The classification into imports and exports is done from the point of reference, what is the export for one company/country, is the import for the other company/country. Together they constitute the International Trade or business.
With every price cut, the quality and performance levels tend to improve:
This may sound strange but it is true, in highly competitive global markets the pressure of competitors compels the manufacturers not only to cut prices but also to increase the quality and performance. There are certain manufacturers that take pride in their quality and they insist upon selling quality rather than products.
But these isolated situations cannot be generalized for the entire trading community. The logical approach to any competitive situation is to fight on the price front, but side by side improve the quality and performance of your products and use these parameters as your sales tools. Price alone cannot sell, but if supported by said two factors it gains strength to knock off competition.
There is a school of thought that support “price for quality”. It means higher the price better will be the quality. It assumes that quality is directly proportionate to quantity. They neglect the third dimension of the equation, it is the performance.
Every product is a means of “convenience”, which is related to the required performance. It is the performance that is directly related to the convenience factor of any product. Reliability in performance is judged by the proper organization of the quality components.
Price = Quality + Performance + Components……………………… 1
Price’ = Quality’ + Performance’ + Components’…………………. 2
In this equation, (no. 1 is yours, no.2 is that of your competitor) the quality is what the customer requires; performance is what you as the manufacturer can offer. In this situation we are neglecting the influence of logistics. Let us assume it is same for both parties.
In a competitive market the fights tend to filter down to price level, the quality and performance levels have tendency to level off in a tight situation, no manufacturer would spend more than what is required to meet certain quality levels as demanded in the market or that goes with the product (consumer and consumer durable goods).
What is left now is the component “segment”. It is very unlikely that two manufacturers would be tapping the same sources for components, in-fact each has its own dedicated/ traditional supply sources. Depending on the type of goods involved this segment constitutes 60 to 70 % of the total cost of the goods.

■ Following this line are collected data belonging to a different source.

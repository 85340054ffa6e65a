use std::rc::Rc;

use jiff::civil::Date;
use payloads::requests::{BookingListQuery, EmailCsv, UpdateBooking};
use payloads::{Booking, BookingId, BookingSource, BookingStatus};
use yew::prelude::*;

use crate::components::{
    BookingColumn, BookingEditor, BookingFilters, BookingTable,
    ConfirmationModal, ExtendBookingModal, Modal, PaginationControls,
    RowAction, booking_filters::FilterEvent,
};
use crate::contexts::toast::use_toast;
use crate::get_api_client;
use crate::hooks::use_list;
use crate::utils::{csv, download};

/// One configuration per flavor of booking list. The three pages share
/// the fetch/filter/edit/extend machinery and differ only in what this
/// enum pins down.
#[derive(Debug, Clone, Copy, PartialEq, Eq)]
pub enum BookingCategory {
    /// All bookings, every status and source, full action set.
    Confirmed,
    /// Bookings saved without payment; offers manual payment confirmation.
    Incomplete,
    /// Bookings placed through the website, any status.
    Website,
}

impl BookingCategory {
    pub fn title(&self) -> &'static str {
        match self {
            BookingCategory::Confirmed => "Bookings",
            BookingCategory::Incomplete => "Incomplete Bookings",
            BookingCategory::Website => "Website Bookings",
        }
    }

    /// Status the category pins, hidden from the filter bar.
    pub fn locked_status(&self) -> Option<BookingStatus> {
        match self {
            BookingCategory::Incomplete => Some(BookingStatus::Incomplete),
            BookingCategory::Confirmed | BookingCategory::Website => None,
        }
    }

    /// Source the category pins, hidden from the filter bar.
    pub fn locked_source(&self) -> Option<BookingSource> {
        match self {
            BookingCategory::Website => Some(BookingSource::Website),
            BookingCategory::Confirmed | BookingCategory::Incomplete => None,
        }
    }

    pub fn columns(&self) -> Vec<BookingColumn> {
        match self {
            BookingCategory::Confirmed => vec![
                BookingColumn::Reference,
                BookingColumn::Source,
                BookingColumn::Customer,
                BookingColumn::Product,
                BookingColumn::Airport,
                BookingColumn::Registration,
                BookingColumn::Dropoff,
                BookingColumn::Return,
                BookingColumn::Amount,
                BookingColumn::Status,
            ],
            BookingCategory::Incomplete => vec![
                BookingColumn::Reference,
                BookingColumn::Customer,
                BookingColumn::Phone,
                BookingColumn::Product,
                BookingColumn::BookedOn,
                BookingColumn::Dropoff,
                BookingColumn::Amount,
            ],
            BookingCategory::Website => vec![
                BookingColumn::Reference,
                BookingColumn::Customer,
                BookingColumn::Product,
                BookingColumn::Vehicle,
                BookingColumn::Registration,
                BookingColumn::Dropoff,
                BookingColumn::Return,
                BookingColumn::Amount,
                BookingColumn::Status,
            ],
        }
    }

    pub fn actions(&self) -> Vec<RowAction> {
        match self {
            BookingCategory::Confirmed => vec![
                RowAction::Edit,
                RowAction::Extend,
                RowAction::SendInvoice,
                RowAction::SendEmail,
                RowAction::Cancel,
                RowAction::Complete,
                RowAction::Delete,
            ],
            BookingCategory::Incomplete => vec![
                RowAction::Edit,
                RowAction::ConfirmPayment,
                RowAction::Delete,
            ],
            BookingCategory::Website => vec![
                RowAction::Edit,
                RowAction::Extend,
                RowAction::SendEmail,
                RowAction::Cancel,
            ],
        }
    }

    fn base_query(&self) -> BookingListQuery {
        BookingListQuery {
            status: self.locked_status(),
            source: self.locked_source(),
            ..BookingListQuery::default()
        }
    }
}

As said above, the performance of the final product would depend on the quality of the components. Given the material, processing, inspection, testing each component tends to give similar performance, but there are components that give similar performance over longer periods of time.
The selection of such components is the secret behind the extra punch that can be stored in your performance. How you do it is totally up to your approach to the business and your association with the component suppliers.
Take the case of automobile manufacturers, electronic goods manufacturers, consumer durable goods manufacturers, or all such manufacturers who depend heavily on the components suppliers, spend time and money to continuously upgrade the quality and performance of the components and side by side devise ways and means to cut the production costs.
The production cost of any product has two elements, one direct and the other indirect. The direct element is just the additive of various costing factors that add up to give you the final price. This price has little flexibility and is generally used by the manufacturers for price negotiations.
But the indirect costing elements are those that you cannot see but they too add up substantially to the final cost of the product. These indirect elements are described on next page with comments on their anticipated impact.
In the above table, the influence of the impact on the organization is referred to as most severe, severe, and moderate. Highest percentage of loss at the time of production (cost addition) is reported by the material loss.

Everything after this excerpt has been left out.